Stored data entries:
⁂

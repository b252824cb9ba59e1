//! Packets and the reserved-key dispatch table.
//!
//! A packet is one JSON object describing a scene entity. Each reserved
//! key maps to one property decoder through a static ordered table;
//! unknown keys are dropped on decode and never reappear on encode.

use czml_core::{
    Availability, CustomProperties, CzmlCartesian, CzmlPositions, DecodeError, Orientation,
};
use serde_json::{Map, Value};
use tracing::warn;

use crate::graphics::{
    Billboard, Clock, Ellipse, Ellipsoid, Label, Model, Path, Point, Polygon, Polyline, Rectangle,
    Wall,
};
use crate::sensors::{ConicSensor, CustomPatternSensor, Fan, RectangularSensor, VectorGraphics};

/// One named, independently decodable facet of a packet.
#[derive(Debug, Clone, PartialEq)]
pub enum CzmlProperty {
    Availability(Availability),
    Position(CzmlPositions),
    Billboard(Billboard),
    Orientation(Orientation),
    Point(Point),
    Label(Label),
    Path(Path),
    Polyline(Polyline),
    Polygon(Polygon),
    Ellipsoid(Ellipsoid),
    ViewFrom(CzmlCartesian),
    Rectangle(Rectangle),
    Wall(Wall),
    Model(Model),
    Ellipse(Ellipse),
    Clock(Clock),
    ConicSensor(ConicSensor),
    CustomPatternSensor(CustomPatternSensor),
    Fan(Fan),
    RectangularSensor(RectangularSensor),
    Vector(VectorGraphics),
    Custom(CustomProperties),
}

impl CzmlProperty {
    /// The reserved packet key this property is stored under.
    pub fn key(&self) -> &'static str {
        match self {
            CzmlProperty::Availability(_) => "availability",
            CzmlProperty::Position(_) => "position",
            CzmlProperty::Billboard(_) => "billboard",
            CzmlProperty::Orientation(_) => "orientation",
            CzmlProperty::Point(_) => "point",
            CzmlProperty::Label(_) => "label",
            CzmlProperty::Path(_) => "path",
            CzmlProperty::Polyline(_) => "polyline",
            CzmlProperty::Polygon(_) => "polygon",
            CzmlProperty::Ellipsoid(_) => "ellipsoid",
            CzmlProperty::ViewFrom(_) => "viewFrom",
            CzmlProperty::Rectangle(_) => "rectangle",
            CzmlProperty::Wall(_) => "wall",
            CzmlProperty::Model(_) => "model",
            CzmlProperty::Ellipse(_) => "ellipse",
            CzmlProperty::Clock(_) => "clock",
            CzmlProperty::ConicSensor(_) => "agi_conicSensor",
            CzmlProperty::CustomPatternSensor(_) => "agi_customPatternSensor",
            CzmlProperty::Fan(_) => "agi_fan",
            CzmlProperty::RectangularSensor(_) => "agi_rectangularSensor",
            CzmlProperty::Vector(_) => "agi_vector",
            CzmlProperty::Custom(_) => "properties",
        }
    }

    pub fn to_json(&self) -> Value {
        match self {
            CzmlProperty::Availability(p) => p.to_json(),
            CzmlProperty::Position(p) => p.to_json(),
            CzmlProperty::Billboard(p) => p.to_json(),
            CzmlProperty::Orientation(p) => p.to_json(),
            CzmlProperty::Point(p) => p.to_json(),
            CzmlProperty::Label(p) => p.to_json(),
            CzmlProperty::Path(p) => p.to_json(),
            CzmlProperty::Polyline(p) => p.to_json(),
            CzmlProperty::Polygon(p) => p.to_json(),
            CzmlProperty::Ellipsoid(p) => p.to_json(),
            CzmlProperty::ViewFrom(p) => p.to_json(),
            CzmlProperty::Rectangle(p) => p.to_json(),
            CzmlProperty::Wall(p) => p.to_json(),
            CzmlProperty::Model(p) => p.to_json(),
            CzmlProperty::Ellipse(p) => p.to_json(),
            CzmlProperty::Clock(p) => p.to_json(),
            CzmlProperty::ConicSensor(p) => p.to_json(),
            CzmlProperty::CustomPatternSensor(p) => p.to_json(),
            CzmlProperty::Fan(p) => p.to_json(),
            CzmlProperty::RectangularSensor(p) => p.to_json(),
            CzmlProperty::Vector(p) => p.to_json(),
            CzmlProperty::Custom(p) => p.to_json(),
        }
    }
}

type PropertyDecoder = fn(&Value) -> Result<CzmlProperty, DecodeError>;

/// The reserved-key dispatch table, in canonical write order. Adding a
/// property kind means adding one entry here plus one enum variant.
pub(crate) const PROPERTY_TABLE: &[(&str, PropertyDecoder)] = &[
    ("availability", |v| {
        Availability::from_json(v).map(CzmlProperty::Availability)
    }),
    ("position", |v| {
        CzmlPositions::from_json(v).map(CzmlProperty::Position)
    }),
    ("billboard", |v| {
        Billboard::from_json(v).map(CzmlProperty::Billboard)
    }),
    ("orientation", |v| {
        Orientation::from_json(v).map(CzmlProperty::Orientation)
    }),
    ("point", |v| Point::from_json(v).map(CzmlProperty::Point)),
    ("label", |v| Label::from_json(v).map(CzmlProperty::Label)),
    ("path", |v| Path::from_json(v).map(CzmlProperty::Path)),
    ("polyline", |v| {
        Polyline::from_json(v).map(CzmlProperty::Polyline)
    }),
    ("polygon", |v| {
        Polygon::from_json(v).map(CzmlProperty::Polygon)
    }),
    ("ellipsoid", |v| {
        Ellipsoid::from_json(v).map(CzmlProperty::Ellipsoid)
    }),
    ("viewFrom", |v| {
        CzmlCartesian::from_json(v).map(CzmlProperty::ViewFrom)
    }),
    ("rectangle", |v| {
        Rectangle::from_json(v).map(CzmlProperty::Rectangle)
    }),
    ("wall", |v| Wall::from_json(v).map(CzmlProperty::Wall)),
    ("model", |v| Model::from_json(v).map(CzmlProperty::Model)),
    ("ellipse", |v| {
        Ellipse::from_json(v).map(CzmlProperty::Ellipse)
    }),
    ("clock", |v| Clock::from_json(v).map(CzmlProperty::Clock)),
    ("agi_conicSensor", |v| {
        ConicSensor::from_json(v).map(CzmlProperty::ConicSensor)
    }),
    ("agi_customPatternSensor", |v| {
        CustomPatternSensor::from_json(v).map(CzmlProperty::CustomPatternSensor)
    }),
    ("agi_fan", |v| Fan::from_json(v).map(CzmlProperty::Fan)),
    ("agi_rectangularSensor", |v| {
        RectangularSensor::from_json(v).map(CzmlProperty::RectangularSensor)
    }),
    ("agi_vector", |v| {
        VectorGraphics::from_json(v).map(CzmlProperty::Vector)
    }),
    ("properties", |v| {
        CustomProperties::from_json(v).map(CzmlProperty::Custom)
    }),
];

/// One scene entity: identity fields plus at most one property per kind.
#[derive(Debug, Clone, PartialEq, Default)]
pub struct Packet {
    pub id: Option<String>,
    pub name: Option<String>,
    pub parent: Option<String>,
    pub description: Option<String>,
    pub version: Option<String>,
    properties: Vec<CzmlProperty>,
}

impl Packet {
    pub fn new(id: impl Into<String>) -> Self {
        Self {
            id: Some(id.into()),
            ..Self::default()
        }
    }

    /// The conventional first packet of a document.
    pub fn document(id: impl Into<String>, version: impl Into<String>) -> Self {
        Self {
            id: Some(id.into()),
            version: Some(version.into()),
            ..Self::default()
        }
    }

    /// Add a property, replacing any existing property of the same kind.
    pub fn set_property(&mut self, property: CzmlProperty) {
        if let Some(slot) = self
            .properties
            .iter_mut()
            .find(|p| p.key() == property.key())
        {
            *slot = property;
        } else {
            self.properties.push(property);
        }
    }

    /// Builder-style variant of [`Packet::set_property`].
    pub fn with_property(mut self, property: CzmlProperty) -> Self {
        self.set_property(property);
        self
    }

    pub fn properties(&self) -> &[CzmlProperty] {
        &self.properties
    }

    pub fn property(&self, key: &str) -> Option<&CzmlProperty> {
        self.properties.iter().find(|p| p.key() == key)
    }

    /// Decode a packet from its JSON object.
    ///
    /// Reserved keys whose values fail to decode are logged and dropped;
    /// unknown keys are ignored. Only a non-object input is an error.
    pub fn from_json(v: &Value) -> Result<Self, DecodeError> {
        let obj = v.as_object().ok_or(DecodeError::ShapeMismatch("packet"))?;
        let get_str = |key: &str| {
            obj.get(key)
                .and_then(|s| s.as_str())
                .map(|s| s.to_string())
        };
        let mut packet = Packet {
            id: get_str("id"),
            name: get_str("name"),
            parent: get_str("parent"),
            description: get_str("description"),
            version: get_str("version"),
            properties: Vec::new(),
        };
        for (key, decode) in PROPERTY_TABLE {
            let Some(value) = obj.get(*key) else {
                continue;
            };
            match decode(value) {
                Ok(property) => packet.properties.push(property),
                Err(err) => {
                    warn!(
                        "dropping property `{}` of packet {:?}: {}",
                        key, packet.id, err
                    );
                }
            }
        }
        Ok(packet)
    }

    /// Encode to a JSON object: identity fields first, then properties in
    /// dispatch-table order regardless of how they were added.
    pub fn to_json(&self) -> Value {
        let mut map = Map::new();
        let mut put_str = |key: &str, value: &Option<String>| {
            if let Some(s) = value {
                map.insert(key.to_string(), Value::String(s.clone()));
            }
        };
        put_str("id", &self.id);
        put_str("name", &self.name);
        put_str("parent", &self.parent);
        put_str("description", &self.description);
        put_str("version", &self.version);
        for (key, _) in PROPERTY_TABLE {
            if let Some(property) = self.property(key) {
                map.insert(key.to_string(), property.to_json());
            }
        }
        Value::Object(map)
    }
}

#[cfg(test)]
mod tests {
    use super::*;
    use serde_json::json;

    #[test]
    fn unknown_keys_are_dropped() {
        let v = json!({
            "id": "e1",
            "billboard": {"image": "http://x/y.png", "scale": 2.0},
            "unknownKey": 123
        });
        let packet = Packet::from_json(&v).unwrap();
        assert_eq!(packet.properties().len(), 1);
        let out = packet.to_json();
        assert!(out.get("unknownKey").is_none());
        assert!(out.get("billboard").is_some());
    }

    #[test]
    fn broken_property_is_dropped_others_kept() {
        let v = json!({
            "id": "e1",
            "position": {"cartesian": [1.0, 2.0]},
            "point": {"pixelSize": 10.0}
        });
        let packet = Packet::from_json(&v).unwrap();
        assert!(packet.property("position").is_none());
        assert!(packet.property("point").is_some());
    }

    #[test]
    fn encode_orders_identity_then_table() {
        let v = json!({
            "point": {"pixelSize": 10.0},
            "availability": "A/B",
            "name": "n",
            "id": "e1"
        });
        let packet = Packet::from_json(&v).unwrap();
        let out = packet.to_json();
        let keys: Vec<&str> = out.as_object().unwrap().keys().map(|k| k.as_str()).collect();
        assert_eq!(keys, ["id", "name", "availability", "point"]);
    }

    #[test]
    fn set_property_replaces_same_kind() {
        let mut packet = Packet::new("e1");
        packet.set_property(CzmlProperty::Availability(Availability::Single("A/B".into())));
        packet.set_property(CzmlProperty::Availability(Availability::Single("C/D".into())));
        assert_eq!(packet.properties().len(), 1);
        assert_eq!(
            packet.property("availability"),
            Some(&CzmlProperty::Availability(Availability::Single("C/D".into())))
        );
    }

    #[test]
    fn non_object_packet_is_an_error() {
        assert!(Packet::from_json(&json!([1, 2, 3])).is_err());
        assert!(Packet::from_json(&json!("packet")).is_err());
    }
}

⁂

## WHAT TO WORK ON
Only a number is wanted. How many lines of the entries above carry "push"?

## YOUR SOLUTION
2